Il precetto esecutivo deve essere consegnato personalmente dall'ufficiale o dal postino a chi è oggetto di una procedura. Scopo dell'iter è garantire che ne prenda visione per potersi difendere in caso di pretese ingiustificate. Ha dieci giorni di tempo, infatti, per opporsi gratuitamente.

Secondo un'ordinanza Covid-19 del Consiglio federale però, da fine aprile è permesso consegnare precetti esecutivi senza conferma di ricevuta.

Il consulente del debito Mario Roncoroni critica questa norma, perché gli interessati potrebbero prenderne conoscenza in ritardo.

Consiglio: in caso di assenza, dite a una persona di fiducia di ritirare la corrispondenza per voi oppure alla Posta di inoltrarvela.

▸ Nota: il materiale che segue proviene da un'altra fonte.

//! WHOIS over TCP port 43.

use std::time::Duration;

use async_trait::async_trait;
use chrono::{DateTime, NaiveDate, NaiveDateTime};
use tokio::io::{AsyncReadExt, AsyncWriteExt};
use tokio::net::TcpStream;
use tokio::time::timeout;
use tracing::{debug, warn};

use crate::dns::ascii_host;
use crate::probe::{WhoisProber, WhoisRecord, UNKNOWN};

type BoxError = Box<dyn std::error::Error + Send + Sync>;

fn get_whois_server(tld: &str) -> String {
    match tld {
        "com" | "net" => "whois.verisign-grs.com:43".to_string(),
        "org" => "whois.pir.org:43".to_string(),
        "info" => "whois.afilias.net:43".to_string(),
        "biz" => "whois.neulevel.biz:43".to_string(),
        "us" => "whois.nic.us:43".to_string(),
        "co" => "whois.nic.co:43".to_string(),
        "io" => "whois.nic.io:43".to_string(),
        "me" => "whois.nic.me:43".to_string(),
        "uk" => "whois.nic.uk:43".to_string(),
        "ca" => "whois.cira.ca:43".to_string(),
        "de" => "whois.denic.de:43".to_string(),
        "fr" => "whois.afnic.fr:43".to_string(),
        "ru" => "whois.tcinet.ru:43".to_string(),
        "cn" => "whois.cnnic.net.cn:43".to_string(),
        "jp" => "whois.jprs.jp:43".to_string(),
        "au" => "whois.auda.org.au:43".to_string(),
        "br" => "whois.registro.br:43".to_string(),
        "pl" => "whois.dns.pl:43".to_string(),
        "eu" => "whois.eu:43".to_string(),
        "nl" => "whois.domain-registry.nl:43".to_string(),
        "app" | "dev" => "whois.nic.google:43".to_string(),
        "tech" => "whois.nic.tech:43".to_string(),
        _ => format!("whois.nic.{}:43", tld),
    }
}

/// Registration lookups against the registry (and registrar, when referred).
pub struct WhoisClient {
    timeout: Duration,
}

impl WhoisClient {
    pub fn new(query_timeout: Duration) -> Self {
        Self {
            timeout: query_timeout,
        }
    }

    async fn query(&self, server: &str, name: &str) -> Result<String, BoxError> {
        let mut stream = timeout(self.timeout, TcpStream::connect(server)).await??;

        let query = format!("{}\r\n", name);
        timeout(self.timeout, stream.write_all(query.as_bytes())).await??;

        let mut response = Vec::new();
        timeout(self.timeout, stream.read_to_end(&mut response)).await??;
        Ok(String::from_utf8_lossy(&response).into_owned())
    }

    async fn fetch(&self, name: &str) -> Result<WhoisRecord, BoxError> {
        let host = ascii_host(name).ok_or("not a DNS name")?;
        let tld = host.rsplit('.').next().unwrap_or_default();
        let registry = get_whois_server(tld);

        let response = self.query(&registry, &host).await?;
        if is_not_found(&response) {
            return Ok(WhoisRecord::unknown());
        }

        let mut record = parse_whois(&response);
        // Thin registries only carry a pointer to the registrar's server.
        if let Some(referral) = referral_server(&response) {
            match self.query(&format!("{}:43", referral), &host).await {
                Ok(detail) => record = merge(parse_whois(&detail), record),
                Err(err) => debug!(name, %referral, error = %err, "registrar referral failed"),
            }
        }
        Ok(record)
    }
}

#[async_trait]
impl WhoisProber for WhoisClient {
    async fn lookup(&self, name: &str) -> WhoisRecord {
        match self.fetch(name).await {
            Ok(record) => record,
            Err(err) => {
                warn!(name, error = %err, "WHOIS lookup failed");
                WhoisRecord::unknown()
            }
        }
    }
}

fn is_not_found(response: &str) -> bool {
    let lower = response.to_lowercase();
    [
        "no match",
        "not found",
        "no entries found",
        "domain status: available",
        "no data found",
    ]
    .iter()
    .any(|marker| lower.contains(marker))
}

fn referral_server(response: &str) -> Option<String> {
    fields(response)
        .find(|(key, _)| key == "registrar whois server" || key == "whois server")
        .map(|(_, value)| {
            value
                .trim_start_matches("whois://")
                .trim_end_matches('/')
                .to_string()
        })
        .filter(|server| !server.is_empty())
}

/// `key: value` pairs with lower-cased keys.
fn fields(response: &str) -> impl Iterator<Item = (String, String)> + '_ {
    response.lines().filter_map(|line| {
        let (key, value) = line.split_once(':')?;
        let value = value.trim();
        if value.is_empty() || key.trim_start().starts_with('%') || key.trim_start().starts_with('#') {
            return None;
        }
        Some((key.trim().to_lowercase(), value.to_string()))
    })
}

/// Extracts the registration fields from a raw WHOIS response.
pub fn parse_whois(response: &str) -> WhoisRecord {
    let mut record = WhoisRecord::unknown();
    let mut name_servers: Vec<String> = Vec::new();
    let mut emails: Vec<String> = Vec::new();

    for (key, value) in fields(response) {
        match key.as_str() {
            "registrar" | "sponsoring registrar" | "registrar name" => {
                set_once(&mut record.registrar, value)
            }
            "registrant country" | "country" => set_once(&mut record.country, value),
            "creation date" | "created" | "created on" | "registered on" | "registration time" => {
                set_once(&mut record.creation_date, normalize_date(&value))
            }
            "registry expiry date"
            | "registrar registration expiration date"
            | "expiration date"
            | "expiry date"
            | "expires"
            | "paid-till" => set_once(&mut record.expiration_date, normalize_date(&value)),
            "name server" | "nserver" | "nameserver" => {
                let server = value
                    .split_whitespace()
                    .next()
                    .unwrap_or_default()
                    .trim_end_matches('.')
                    .to_lowercase();
                if !server.is_empty() && !name_servers.contains(&server) {
                    name_servers.push(server);
                }
            }
            key if key.contains("email") => {
                let email = value.to_lowercase();
                if email.contains('@') && !emails.contains(&email) {
                    emails.push(email);
                }
            }
            _ => {}
        }
    }

    if !name_servers.is_empty() {
        record.name_servers = name_servers.join(", ");
    }
    if !emails.is_empty() {
        record.emails = emails.join(", ");
    }
    record
}

fn set_once(field: &mut String, value: String) {
    if field == UNKNOWN {
        *field = value;
    }
}

/// Fields known to `primary` win; gaps are filled from `fallback`.
fn merge(primary: WhoisRecord, fallback: WhoisRecord) -> WhoisRecord {
    let pick = |a: String, b: String| if a == UNKNOWN { b } else { a };
    WhoisRecord {
        registrar: pick(primary.registrar, fallback.registrar),
        country: pick(primary.country, fallback.country),
        creation_date: pick(primary.creation_date, fallback.creation_date),
        expiration_date: pick(primary.expiration_date, fallback.expiration_date),
        name_servers: pick(primary.name_servers, fallback.name_servers),
        emails: pick(primary.emails, fallback.emails),
    }
}

/// Reduces recognised timestamp formats to `YYYY-MM-DD`; anything else is kept verbatim.
pub fn normalize_date(raw: &str) -> String {
    let raw = raw.trim();
    if let Ok(dt) = DateTime::parse_from_rfc3339(raw) {
        return dt.date_naive().to_string();
    }
    for format in ["%Y-%m-%dT%H:%M:%S%.f", "%Y-%m-%d %H:%M:%S", "%Y.%m.%d %H:%M:%S"] {
        if let Ok(dt) = NaiveDateTime::parse_from_str(raw, format) {
            return dt.date().to_string();
        }
    }
    for format in ["%Y-%m-%d", "%Y.%m.%d", "%d-%b-%Y", "%d.%m.%Y", "%Y/%m/%d"] {
        if let Ok(date) = NaiveDate::parse_from_str(raw, format) {
            return date.to_string();
        }
    }
    raw.to_string()
}

#[cfg(test)]
mod tests {
    use super::*;

    const VERISIGN: &str = "   Domain Name: EXAMPLE.COM\r
   Registry Domain ID: 2336799_DOMAIN_COM-VRSN\r
   Registrar WHOIS Server: whois.iana.org\r
   Updated Date: 2024-08-14T07:01:34Z\r
   Creation Date: 1995-08-14T04:00:00Z\r
   Registry Expiry Date: 2025-08-13T04:00:00Z\r
   Registrar: RESERVED-Internet Assigned Numbers Authority\r
   Registrar Abuse Contact Email: abuse@iana.org\r
   Name Server: A.IANA-SERVERS.NET\r
   Name Server: B.IANA-SERVERS.NET\r
>>> Last update of whois database: 2024-09-01T00:00:00Z <<<\r
";

    #[test]
    fn parses_registry_response() {
        let record = parse_whois(VERISIGN);
        assert_eq!(record.registrar, "RESERVED-Internet Assigned Numbers Authority");
        assert_eq!(record.creation_date, "1995-08-14");
        assert_eq!(record.expiration_date, "2025-08-13");
        assert_eq!(record.name_servers, "a.iana-servers.net, b.iana-servers.net");
        assert_eq!(record.emails, "abuse@iana.org");
        assert_eq!(record.country, UNKNOWN);
    }

    #[test]
    fn finds_registrar_referral() {
        assert_eq!(referral_server(VERISIGN).as_deref(), Some("whois.iana.org"));
        assert_eq!(referral_server("Domain Name: X.COM\n"), None);
    }

    #[test]
    fn ru_style_fields() {
        let record = parse_whois(
            "% comment: ignored\nnserver: ns1.example.ru.\ncreated: 2004.06.04 20:00:00\npaid-till: 2025.06.05\n",
        );
        assert_eq!(record.name_servers, "ns1.example.ru");
        assert_eq!(record.creation_date, "2004-06-04");
        assert_eq!(record.expiration_date, "2025-06-05");
    }

    #[test]
    fn detects_unregistered_names() {
        assert!(is_not_found("No match for \"EXAMPLEZZ.COM\".\r\n"));
        assert!(!is_not_found(VERISIGN));
    }

    #[test]
    fn date_normalisation() {
        assert_eq!(normalize_date("2025-01-10T12:00:00Z"), "2025-01-10");
        assert_eq!(normalize_date("2025-01-10 12:00:00"), "2025-01-10");
        assert_eq!(normalize_date("10-Jan-2025"), "2025-01-10");
        assert_eq!(normalize_date("before 1995"), "before 1995");
    }

    #[test]
    fn merge_prefers_known_fields() {
        let mut registrar = WhoisRecord::unknown();
        registrar.country = "PL".to_string();
        let mut registry = WhoisRecord::unknown();
        registry.country = "US".to_string();
        registry.registrar = "Registrar Inc.".to_string();

        let merged = merge(registrar, registry);
        assert_eq!(merged.country, "PL");
        assert_eq!(merged.registrar, "Registrar Inc.");
    }

    #[test]
    fn server_table_falls_back_to_nic() {
        assert_eq!(get_whois_server("com"), "whois.verisign-grs.com:43");
        assert_eq!(get_whois_server("xyz"), "whois.nic.xyz:43");
    }
}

Chi viene a conoscenza del precetto esecutivo tardivamente senza colpa può chiedere all'ufficio competente di cambiare la scadenza.



Carte prepagate: ricariche costose

Le carte di credito prepagate sono pubblicizzate a costo zero. In realtà, quasi ovunque si paga per ricaricarle.

Le banche presentano le loro carte di credito prepagate gratuite come un aiuto per tenere più facilmente sotto controllo il budget, e sarebbe quindi particolarmente adatta ai giovani. Le si caricano con l'importo desiderato via e-banking o allo sportello e le si possono poi usare per pagare merci e servizi come una carta di credito.

Questo mezzo di pagamento non ha però alcun vantaggio. Anzi, causa soltanto costi. Una prova a campione della rivista K-Tipp dimostra che la maggior parte delle banche cantonali, le banche Raiffeisen e Banca Cler fatturano a ogni ricarica al minimo fr. 5.- o l'1% dell'importo. Esempio: se un cliente carica fr. 50.-, sulla carta gliene sono accreditati solo fr. 45.-.

Banca Migros fattura l'1,5% della somma caricata, Credit Suisse l'1%. Quest'ultima, inoltre, fa pagare un supplemento di fr. 10.- per la ricarica allo sportello. Ubs, invece, non fattura nulla.



Burger vegetariani cari e poco proteici

Stando ai produttori, alcuni hamburger vegetariani dovrebbero essere ricchi di proteine. In realtà lo sono meno di altri e sono per giunta più costosi.

Migros vende il nuovo 100% Vegi Burger M-Classic al prezzo di fr. 4.50 per 220 grammi. Sulla confezione c'è scritto che è ricco di proteine. Il burger vegetariano ha un tenore proteico del 25% in rapporto all'intero contenuto energetico. Le aziende possono pubblicizzare in questo modo un prodotto che presenta una percentuale di almeno il 20%.

Anche Bio Jack Fruit Burger di Nu3 e Plant Based Burger di Green Mountain, entrambi venduti da Coop, sarebbero particolarmente ricchi di proteine (25%, rispettivamente 35%).

Ci sono però altri veggie burger che, pur non essendo pubblicizzati come bombe proteiche, contengono molte più proteine e costano anche meno. Come Vegi-Burger Cornatur (Migros) e Vegi-Burger Délicorn (Coop): il loro tasso proteico è rispettivamente del 45% e del 40%. Entrambi costano fr. 4.35 (220 grammi).